● EXERCISE GOAL: Give back each line of the material that contains the word "VoteDirection".
(INPUT RECORDS Opens)
//! # Forum ドメイン層
//!
//! Q&A フォーラムのビジネスルールを担うドメインモデルを定義する。
//!
//! ## 設計方針
//!
//! - **エンティティ**: 一意の識別子を持つオブジェクト（例: Question, Answer）
//! - **値オブジェクト**: 識別子を持たない不変オブジェクト（例: Slug,
//!   VoteDirection）
//! - **ドメインサービス**: 投票集計、ベストアンサーの状態遷移、認可ポリシー
//! - **ドメインエラー**: ビジネスルール違反を表現するエラー型
//!
//! ## 依存関係の方向
//!
//! ```text
//! api → infra → domain
//! ```
//!
//! ドメイン層はインフラ層（DB、HTTP）には一切依存しない。
//!
//! ## モジュール構成
//!
//! - [`vote`] - 投票台帳（1 ユーザー 1 票）と集計
//! - [`best_answer`] - ベストアンサー枠の状態機械
//! - [`authorization`] - 「誰が何をできるか」の判定
//! - [`question`] / [`answer`] - 質問と回答のエンティティ
//! - [`user`] / [`password`] / [`access_token`] - ユーザーと認証情報
//!
//! ## 使用例
//!
//! ```rust
//! use forum_domain::{DomainError, vote::VoteDirection};
//!
//! let direction: VoteDirection = "up".parse().unwrap();
//! assert_eq!(direction.delta(), 1);
//!
//! let error = DomainError::NotFound {
//!     entity_type: "Question",
//!     id:          "how-to-borrow".to_string(),
//! };
//! assert!(error.to_string().contains("Question"));
//! ```

#[macro_use]
mod macros;

pub mod access_token;
pub mod answer;
pub mod authorization;
pub mod best_answer;
pub mod clock;
pub mod error;
pub mod password;
pub mod question;
pub mod user;
pub mod vote;

pub use error::DomainError;
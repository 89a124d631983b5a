// zeedas-rs: Provider-unified review workflow and deployment engine
//
// SPDX-FileCopyrightText: 2026 Romeo Ahmed
// SPDX-License-Identifier: GPL-3.0-or-later

//! Provider integration commands.
//!
//! ```text
//! provider auth  APP -a ACCOUNT PROVIDER CODE [--redirect-uri URI]
//! provider repos APP -a ACCOUNT PROVIDER
//! provider bind  APP -a ACCOUNT PROVIDER PROJECT
//! ```

use clap::{Args, Subcommand};

use super::app::ProviderTarget;

/// Arguments for the `provider` command.
#[derive(Debug, Clone, Args)]
pub struct ProviderArgs {
    #[command(subcommand)]
    pub subcommand: ProviderSubcommand,
}

#[derive(Debug, Clone, Subcommand)]
pub enum ProviderSubcommand {
    /// Exchanges an OAuth authorization code and stores the tokens.
    Auth(AuthArgs),

    /// Lists repositories visible to the stored token.
    Repos(ProviderTarget),

    /// Binds a repository and makes the provider the default.
    Bind(BindArgs),
}

#[derive(Debug, Clone, Args)]
pub struct AuthArgs {
    #[command(flatten)]
    pub target: ProviderTarget,

    /// Authorization code returned by the provider.
    #[arg(value_name = "CODE")]
    pub code: String,

    /// Redirect URI registered with the OAuth application.
    #[arg(long = "redirect-uri", value_name = "URI")]
    pub redirect_uri: Option<String>,
}

#[derive(Debug, Clone, Args)]
pub struct BindArgs {
    #[command(flatten)]
    pub target: ProviderTarget,

    /// Repository id as listed by `provider repos`.
    #[arg(value_name = "PROJECT")]
    pub project: String,
}
// zeedas-rs: Provider-unified review workflow and deployment engine
//
// SPDX-FileCopyrightText: 2026 Romeo Ahmed
// SPDX-License-Identifier: GPL-3.0-or-later

//! Credential record management, provider integration and server profiles.

use tracing::{debug, info};

use super::{Engine, NO_DEFAULT, credential_key};
use crate::error::{ZeedasResult, bad_input};
use crate::model::{AppCredential, Provider, RepoAccess, ServerProfile, is_valid_host};
use crate::provider::Repository;
use crate::remote::{DeployMode, DeployOutcome};

impl Engine {
    /// Create the record for `app` if it does not exist yet, repairing a
    /// malformed binding list otherwise.
    ///
    /// # Errors
    ///
    /// Propagates store failures.
    pub async fn initiate(&self, app: &str, account: &str) -> ZeedasResult<AppCredential> {
        match self.credentials.find_by_app_account(app, account).await? {
            Some(mut record) => {
                if record.normalize() {
                    self.credentials.save(&record).await?;
                    info!(app, "repaired binding list");
                }
                Ok(record)
            }
            None => {
                let record = AppCredential::initiate(app, account);
                self.credentials.save(&record).await?;
                info!(app, account, "initiated credential record");
                Ok(record)
            }
        }
    }

    /// The record for `app`, with expiring default-provider tokens refreshed.
    ///
    /// # Errors
    ///
    /// Propagates store failures. Refresh failures are only logged.
    pub async fn get(&self, app: &str) -> ZeedasResult<Option<AppCredential>> {
        let Some(mut record) = self.credentials.find_by_app(app).await? else {
            return Ok(None);
        };
        record.normalize();
        let Some(provider) = record.default_binding().map(|b| b.provider) else {
            return Ok(Some(record));
        };
        let gateway = self.gateways.get(provider)?;
        Ok(Some(
            self.refresh_tokens(record, provider, gateway.as_ref()).await?,
        ))
    }

    /// Clear one provider slot.
    ///
    /// # Errors
    ///
    /// Propagates store failures.
    pub async fn reset(
        &self,
        app: &str,
        account: &str,
        provider: Provider,
    ) -> ZeedasResult<AppCredential> {
        let mut record = self.initiate(app, account).await?;
        record.reset_binding(provider)?;
        self.credentials.save(&record).await?;
        info!(app, %provider, "reset binding");
        Ok(record)
    }

    /// Make `provider` the only default binding.
    ///
    /// # Errors
    ///
    /// Propagates store failures.
    pub async fn set_default_provider(
        &self,
        app: &str,
        account: &str,
        provider: Provider,
    ) -> ZeedasResult<AppCredential> {
        let mut record = self.initiate(app, account).await?;
        record.set_default_provider(provider)?;
        self.credentials.save(&record).await?;
        info!(app, %provider, "default provider changed");
        Ok(record)
    }

    /// Exchange an OAuth code and store the resulting tokens.
    ///
    /// # Errors
    ///
    /// `BadInputFormat` if the record does not exist, `InvalidAccessCredentials`
    /// if the exchange fails.
    pub async fn integrate(
        &self,
        app: &str,
        account: &str,
        provider: Provider,
        code: &str,
        redirect_uri: Option<&str>,
    ) -> ZeedasResult<AppCredential> {
        let mut record = self.load_owned(app, account).await?;
        let gateway = self.gateways.get(provider)?;
        let pair = gateway.exchange_auth_code(code, redirect_uri).await?;

        let binding = record.binding_mut(provider)?;
        binding.access_token = Some(pair.access_token);
        if gateway.tokens_expire() {
            binding.refresh_token = pair.refresh_token;
        }
        self.credentials.save(&record).await?;
        info!(app, %provider, "provider integrated");
        Ok(record)
    }

    /// Repositories visible to the stored token for `provider`.
    ///
    /// # Errors
    ///
    /// `BadInputFormat` if the record or token is missing,
    /// `InvalidAccessCredentials` if the provider call fails.
    pub async fn list_repositories(
        &self,
        app: &str,
        account: &str,
        provider: Provider,
    ) -> ZeedasResult<Vec<Repository>> {
        let record = self.load_owned(app, account).await?;
        let gateway = self.gateways.get(provider)?;
        let record = self.refresh_tokens(record, provider, gateway.as_ref()).await?;
        let binding = record
            .binding(provider)
            .ok_or_else(|| bad_input("No config for this provider"))?;
        gateway.list_repositories(binding.token()?).await
    }

    /// Bind `project` to the provider slot and make it the default.
    ///
    /// When the resolved clone URL is unchanged only the default flag is
    /// normalized. Otherwise the URL and project are stored and the baseline
    /// branches are created where missing.
    ///
    /// # Errors
    ///
    /// `BadInputFormat` if the record or token is missing,
    /// `InvalidAccessCredentials` if a provider call fails.
    pub async fn bind_repository(
        &self,
        app: &str,
        account: &str,
        provider: Provider,
        project: &str,
    ) -> ZeedasResult<AppCredential> {
        let record = self.load_owned(app, account).await?;
        let gateway = self.gateways.get(provider)?;
        let mut record = self.refresh_tokens(record, provider, gateway.as_ref()).await?;

        let binding = record
            .binding(provider)
            .ok_or_else(|| bad_input("No config for this provider"))?;
        let token = binding.token()?.to_string();
        let access = RepoAccess {
            project,
            token: &token,
        };
        let url = gateway.resolve_clone_url(access).await?;

        if binding.url.as_deref() == Some(url.as_str()) && binding.project.as_deref() == Some(project)
        {
            if !binding.default {
                record.set_default_provider(provider)?;
                self.credentials.save(&record).await?;
            }
            debug!(app, %provider, project, "repository already bound");
            return Ok(record);
        }

        let binding = record.binding_mut(provider)?;
        binding.url = Some(url);
        binding.project = Some(project.to_string());
        record.set_default_provider(provider)?;
        self.credentials.save(&record).await?;

        gateway.ensure_baselines(access).await?;
        info!(app, %provider, project, "repository bound");
        Ok(record)
    }

    /// Store the deployment server profile.
    ///
    /// # Errors
    ///
    /// `BadInputFormat` if the host is not a plain host name or the record
    /// does not exist.
    pub async fn save_server_config(
        &self,
        app: &str,
        account: &str,
        profile: ServerProfile,
    ) -> ZeedasResult<AppCredential> {
        if !is_valid_host(&profile.host) {
            return Err(bad_input(format!("Invalid server host: {:?}", profile.host)));
        }
        let _serial = self.locks.lock(&credential_key(app)).await;
        let mut record = self
            .credentials
            .find_by_app_account(app, account)
            .await?
            .ok_or_else(|| bad_input("Cannot find this app"))?;
        record.normalize();
        info!(app, host = %profile.host, mechanism = %profile.auth.mechanism(), "server profile saved");
        record.server = Some(profile);
        self.credentials.save(&record).await?;
        Ok(record)
    }

    /// Dry-run deployment against the stored server profile: connect, pull
    /// and check out, without build or run.
    ///
    /// # Errors
    ///
    /// `BadInputFormat` if the app has no bound default repository or no
    /// server profile. Pipeline failures are reported in the outcome.
    pub async fn test_server_config(&self, app: &str, account: &str) -> ZeedasResult<DeployOutcome> {
        let record = self
            .credentials
            .find_by_app_account(app, account)
            .await?
            .ok_or_else(|| bad_input("Cannot find this app"))?;
        let binding = record.default_binding().ok_or_else(|| bad_input(NO_DEFAULT))?;
        if !binding.is_bound() || binding.token().is_err() {
            return Err(bad_input("Cannot add server without repository"));
        }
        let profile = record
            .server
            .as_ref()
            .ok_or_else(|| bad_input("No server configured for this app"))?;
        Ok(self.deployer.deploy(app, profile, DeployMode::TestConfig).await)
    }
}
(INPUT RECORDS Closes)
● YOUR RESPONSE:
//!   VoteDirection）
//! use forum_domain::{DomainError, vote::VoteDirection};
//! let direction: VoteDirection = "up".parse().unwrap();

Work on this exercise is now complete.